» DESCRIPTION OF THE TASK
Please reproduce every entry, keeping each one exact.

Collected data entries
★ ★ ★ ★ ★ ★ ★

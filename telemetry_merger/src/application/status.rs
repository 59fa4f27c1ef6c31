//! The single line reported to the invoker at the end of a run.

use std::fmt;

use telemetry_model::{Error, ErrorCategory, Result};

use super::service::MergeSummary;

/// Terminal status of a run, rendered as one human-readable line.
pub struct StatusLine<'a>(pub &'a Result<MergeSummary>);

impl fmt::Display for StatusLine<'_> {
    fn fmt(&self, f: &mut fmt::Formatter<'_>) -> fmt::Result {
        match self.0 {
            Ok(summary) => write!(
                f,
                "✅ Conversion complete! Unified data written to {}",
                summary.output.display()
            ),
            Err(err) => write_failure(f, err),
        }
    }
}

fn write_failure(f: &mut fmt::Formatter<'_>, err: &Error) -> fmt::Result {
    match err.category() {
        ErrorCategory::ArtifactNotFound => write!(f, "❌ Error: File not found - {err}"),
        ErrorCategory::MalformedStructuredText => write!(f, "❌ Error: Invalid JSON format - {err}"),
        ErrorCategory::Other => write!(f, "❌ Error: {err:#}"),
    }
}
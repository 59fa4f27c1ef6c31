use std::path::Path;

use telemetry_model::{Result, SourceBatch, SourceFormat, UnifiedRecord};

/// A contract for loading one input artifact in a known encoding.
/// The artifact must be fully read and released before returning.
pub trait RecordSource {
    fn read(&self, path: &Path, format: SourceFormat) -> Result<SourceBatch>;
}

/// A contract for persisting the merged collection.
/// Nothing may be left at `path` unless the whole collection was written.
pub trait RecordSink {
    fn write(&self, path: &Path, records: &[UnifiedRecord]) -> Result<()>;
}
use anyhow::Result;
use tracing_subscriber::{EnvFilter, FmtSubscriber};

use telemetry_merger::application::{service::MergeSummary, status::StatusLine};
use telemetry_merger::config::get_config;

fn setup_tracing(level: &str) -> Result<()> {
    let filter = EnvFilter::builder()
        .with_default_directive(level.parse()?)
        .from_env_lossy();

    // stdout carries only the status line.
    FmtSubscriber::builder()
        .with_env_filter(filter)
        .with_writer(std::io::stderr)
        .with_target(false)
        .compact()
        .init();

    Ok(())
}

fn run() -> telemetry_model::Result<MergeSummary> {
    let config = get_config()?;
    setup_tracing(&config.logging.level)?;
    tracing::info!("Configuration loaded successfully");
    tracing::debug!(?config, "Full application configuration");

    telemetry_merger::run(&config)
}

fn main() {
    let outcome = run();

    if let Err(e) = &outcome {
        tracing::error!("Application finished with an error: {:?}", e);
    }
    println!("{}", StatusLine(&outcome));

    if outcome.is_err() {
        std::process::exit(1);
    }
}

★ ★ ★ ★ ★ ★ ★

» YOUR RESPONSE
filename telemetry_merger/src/application/status.rs
repository 59fa4f27c1ef6c31
//! The single line reported to the invoker at the end of a run.

use std::fmt;

use telemetry_model::{Error, ErrorCategory, Result};

use super::service::MergeSummary;

/// Terminal status of a run, rendered as one human-readable line.
pub struct StatusLine<'a>(pub &'a Result<MergeSummary>);

impl fmt::Display for StatusLine<'_> {
    fn fmt(&self, f: &mut fmt::Formatter<'_>) -> fmt::Result {
        match self.0 {
            Ok(summary) => write!(
                f,
                "✅ Conversion complete! Unified data written to {}",
                summary.output.display()
            ),
            Err(err) => write_failure(f, err),
        }
    }
}

fn write_failure(f: &mut fmt::Formatter<'_>, err: &Error) -> fmt::Result {
    match err.category() {
        ErrorCategory::ArtifactNotFound => write!(f, "❌ Error: File not found - {err}"),
        ErrorCategory::MalformedStructuredText => write!(f, "❌ Error: Invalid JSON format - {err}"),
        ErrorCategory::Other => write!(f, "❌ Error: {err:#}"),
    }
}
repository 59fa4f27c1ef6c31
use std::path::Path;

use telemetry_model::{Result, SourceBatch, SourceFormat, UnifiedRecord};

/// A contract for loading one input artifact in a known encoding.
/// The artifact must be fully read and released before returning.
pub trait RecordSource {
    fn read(&self, path: &Path, format: SourceFormat) -> Result<SourceBatch>;
}

/// A contract for persisting the merged collection.
/// Nothing may be left at `path` unless the whole collection was written.
pub trait RecordSink {
    fn write(&self, path: &Path, records: &[UnifiedRecord]) -> Result<()>;
}
use anyhow::Result;
use tracing_subscriber::{EnvFilter, FmtSubscriber};

use telemetry_merger::application::{service::MergeSummary, status::StatusLine};
use telemetry_merger::config::get_config;

fn setup_tracing(level: &str) -> Result<()> {
    let filter = EnvFilter::builder()
        .with_default_directive(level.parse()?)
        .from_env_lossy();

    // stdout carries only the status line.
    FmtSubscriber::builder()
        .with_env_filter(filter)
        .with_writer(std::io::stderr)
        .with_target(false)
        .compact()
        .init();

    Ok(())
}

fn run() -> telemetry_model::Result<MergeSummary> {
    let config = get_config()?;
    setup_tracing(&config.logging.level)?;
    tracing::info!("Configuration loaded successfully");
    tracing::debug!(?config, "Full application configuration");

    telemetry_merger::run(&config)
}

fn main() {
    let outcome = run();

    if let Err(e) = &outcome {
        tracing::error!("Application finished with an error: {:?}", e);
    }
    println!("{}", StatusLine(&outcome));

    if outcome.is_err() {
        std::process::exit(1);
    }
}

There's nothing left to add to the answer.